A segunda foi uma jovem coradinha, a quem em uma noite ouvistes dizer num baile que éreis um pobre menino com quem ela se divertia nas horas vagas, não foi assim?

- Prossiga, minha senhora.

- A terceira foi uma moça pálida, que zombou solenemente, tanto de um primo que tinha, como de vós. Eis alguns de vossos principais galanteios. Exasperado com o infeliz resultado deles e vivamente tocado das leras e da música de certo lundu que se vos cantou, tomastes outro partido e desde então vós pretendeis fazer-vos passar por borboleta de amor.

- Borboleta?!... Sim... sim... lembro-me agora que a senhora passeava pelo jardim. Já sei de quem foram certas carreirinhas e, portanto, compreendo que sabeis tudo à custa...

- À custa da fada, senhor, e escuso estender-me mais, porque vós estais bem certo de que eu devo saber ainda muito.

- Sim, mas diga sempre.

- Não, antes quero falar-vos do vosso presente.

- Pelo amor de seus belos olhos, minha senhora, vamos antes ao que eu não sei, vamos ao meu futuro.

- Sois sobejamente sôfrego! não vedes como isso vai contra a boa ordem da narração?

- Mas a desordem é hoje a moda! o belo está no desconcerto; o sublime no que se não entende; o feio é só o que podemos compreender: isto é romântico; queira ser romântica, vamos ao meu futuro.

- Pois bem, vamos ao vosso futuro. Principiarei, como pretendia fazer, se falasse do presente de vossa vida, dizendo-vos que vós não sois inconstante como afetais.

- Misericórdia!

- Mas que estais a ponto de o ser: digo-vos que perdereis uma certa aposta que fizestes com três estudantes.

- Como é isso? Então a senhora sabe...

- A fada, que me revelou isso, leu a termo na carteira de quem o guardou.

- A fada? sim, a feiticeira o leu... Compreendo.

- Vós não sois inconstante, porque tendes até hoje cultivado com religioso empenho o amor de vossa mulher; mas vós ides ser, porque não longe está o dia em que a esquecereis por outra.

- A culpa será dos olhos dessa outra; porém, quem sabe?...

- Desejo que não; contudo, eu já vos vejo em princípio e temo que vades ao fim; sereis perjuro, tereis de escrever um romance e perdoai-me se vos desejo este mal: eu quisera que ao pé de meu irmão, que vos apresentará o termo da aposta, aparecesse a vossos olhos a mulher traída. Do vosso futuro eis quanto me disse a fada.

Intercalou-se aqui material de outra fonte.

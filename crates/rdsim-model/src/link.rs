//! Links and the joints connecting them to their parents.

use nalgebra::{Isometry3, Quaternion, Translation3, UnitQuaternion, Vector3};
use serde::{Deserialize, Serialize};

/// How a link is attached to its parent.
#[derive(Debug, Clone, Copy, PartialEq, Eq, Hash, Serialize, Deserialize)]
#[serde(rename_all = "snake_case")]
pub enum JointType {
    /// Six unconstrained degrees of freedom. Only valid on the root link.
    Free,
    /// One rotational degree of freedom about `joint_axis`.
    Hinge,
    /// Rigidly welded to the parent (or to the world, for the root).
    Fixed,
}

/// One rigid segment of an articulated robot.
///
/// A link's frame sits at its proximal joint; the segment extends `length`
/// along the local +X axis. The joint connecting it to its parent is placed
/// at `joint_pos * parent.length` along the parent's +X axis and rotated by
/// `joint_rot`.
#[derive(Debug, Clone, PartialEq, Serialize, Deserialize)]
pub struct Link {
    /// Parent link index, `None` for the root.
    #[serde(default)]
    pub parent: Option<usize>,
    /// Joint connecting this link to its parent.
    pub joint_type: JointType,
    /// Joint location as a fraction of the parent's length.
    #[serde(default = "default_joint_pos")]
    pub joint_pos: f32,
    /// Joint frame rotation relative to the parent frame.
    #[serde(default = "Quaternion::identity")]
    pub joint_rot: Quaternion<f32>,
    /// Hinge rotation axis in this link's frame.
    #[serde(default = "Vector3::z")]
    pub joint_axis: Vector3<f32>,
    /// Segment length (meters).
    pub length: f32,
    /// Hinge limits `[lower, upper]` in radians.
    #[serde(default)]
    pub limits: Option<[f32; 2]>,
}

fn default_joint_pos() -> f32 {
    1.0
}

impl Link {
    /// Root link with a free joint.
    pub fn root(length: f32) -> Self {
        Self {
            parent: None,
            joint_type: JointType::Free,
            joint_pos: 0.0,
            joint_rot: Quaternion::identity(),
            joint_axis: Vector3::z(),
            length,
            limits: None,
        }
    }

    /// Hinge link attached to the distal end of `parent`.
    pub fn hinge(parent: usize, axis: Vector3<f32>, length: f32) -> Self {
        Self {
            parent: Some(parent),
            joint_type: JointType::Hinge,
            joint_pos: 1.0,
            joint_rot: Quaternion::identity(),
            joint_axis: axis,
            length,
            limits: None,
        }
    }

    /// Link welded to the distal end of `parent`.
    pub fn fixed(parent: usize, length: f32) -> Self {
        Self {
            parent: Some(parent),
            joint_type: JointType::Fixed,
            joint_pos: 1.0,
            joint_rot: Quaternion::identity(),
            joint_axis: Vector3::z(),
            length,
            limits: None,
        }
    }

    /// Set the joint position along the parent.
    pub fn with_joint_pos(mut self, joint_pos: f32) -> Self {
        self.joint_pos = joint_pos;
        self
    }

    /// Set the joint frame rotation.
    pub fn with_joint_rot(mut self, joint_rot: UnitQuaternion<f32>) -> Self {
        self.joint_rot = joint_rot.into_inner();
        self
    }

    /// Set hinge limits in radians.
    pub fn with_limits(mut self, lower: f32, upper: f32) -> Self {
        self.limits = Some([lower, upper]);
        self
    }

    /// Whether this is the root link.
    pub fn is_root(&self) -> bool {
        self.parent.is_none()
    }

    /// Joint rotation as a unit quaternion.
    ///
    /// Links held by a [`crate::Robot`] are already normalized.
    pub fn rotation(&self) -> UnitQuaternion<f32> {
        UnitQuaternion::new_unchecked(self.joint_rot)
    }

    /// Joint pivot in the parent's frame.
    pub fn pivot_in_parent(&self, parent_length: f32) -> Vector3<f32> {
        Vector3::new(self.joint_pos * parent_length, 0.0, 0.0)
    }

    /// Transform from the parent's frame to this link's frame.
    pub fn joint_transform(&self, parent_length: f32) -> Isometry3<f32> {
        Isometry3::from_parts(
            Translation3::from(self.pivot_in_parent(parent_length)),
            self.rotation(),
        )
    }

    /// Capsule center in this link's frame.
    pub fn center(&self) -> Vector3<f32> {
        Vector3::new(0.5 * self.length, 0.0, 0.0)
    }
}

#[cfg(test)]
mod tests {
    use super::*;
    use approx::assert_relative_eq;
    use std::f32::consts::FRAC_PI_2;

    #[test]
    fn test_joint_transform_places_pivot_on_parent() {
        let link = Link::hinge(0, Vector3::z(), 0.5).with_joint_pos(0.5);
        let t = link.joint_transform(2.0);
        assert_relative_eq!(t.translation.vector, Vector3::new(1.0, 0.0, 0.0));
    }

    #[test]
    fn test_joint_rotation_is_applied() {
        let rot = UnitQuaternion::from_axis_angle(&Vector3::z_axis(), FRAC_PI_2);
        let link = Link::hinge(0, Vector3::z(), 1.0).with_joint_rot(rot);
        let t = link.joint_transform(1.0);
        // Child +X points along parent +Y after a quarter turn about Z.
        let tip = t * nalgebra::Point3::new(1.0, 0.0, 0.0);
        assert_relative_eq!(tip, nalgebra::Point3::new(1.0, 1.0, 0.0), epsilon = 1e-6);
    }

    #[test]
    fn test_link_json_defaults() {
        let link: Link =
            serde_json::from_str(r#"{"parent": 0, "joint_type": "hinge", "length": 0.25}"#)
                .unwrap();
        assert_eq!(link.joint_pos, 1.0);
        assert_eq!(link.joint_axis, Vector3::z());
        assert_eq!(link.joint_rot, Quaternion::identity());
        assert!(link.limits.is_none());
    }
}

- E disse bastante para me confundir.

- Quereis que vos fale agora de vosso presente?

- Oh, se quero! No presente está a minha glória.

- Ontem, no baile, dissestes palavras de ternura pelo menos a seis senhoras.

- Esta agora é melhor! e quem o pôde notar?

- Provavelmente a fada vos observava.

- Então a fada, a feiticeira fazia isso?

- Depois do baile puseram-vos duas cartas no bolso.

- Que mãos delicadas...

- Não mo sabe dizer a fada; porém, vós viestes para esta gruta acudindo a um convite e fingistes adivinhar segredos de corações. Não era verdade: a fada nada vos revelou; o que dissestes sabíeis antes e a fada me disse como.

- Explique-me, pois, minha senhora.

- Quando involuntariamente fui causa de vos entornarem café nas calças, vós fostes mudar de roupa e entrastes para o gabinete das senhoras; lá ouvistes tudo o que afetastes adivinhar há pouco.

- E quem me viu entrar?

- A fada, sem dúvida. O cravo de D. Quinquina fostes vós que recebestes no jardim; na noite dos jogos de prendas, fostes vós ainda quem, com uma luz na mão, procurou e achou a trança de cabelos de D. Clementina, embaixo da quarta roseira da rua que vai para o caramanchão.

- Mas quem observou o que eu fiz às escondidas e com tanto cuidado?

- A fada, que, segundo penso, vos tem sempre seguido com os olhos.

- A fada?!... a feiticeira me segue sempre com os olhos?!... Oh! como sou feliz!... a feiticeira é a senhora!

- Senhor! sois pouco modesto; que me importariam vossos passos e vossas ações?...

- Perdão! perdão!... eu sou um tresloucado... um incivil... um doido... não sei o que faço, nem o que digo; mas continue...

- Basta! vós duvidastes da fada e por isso eu termino aqui.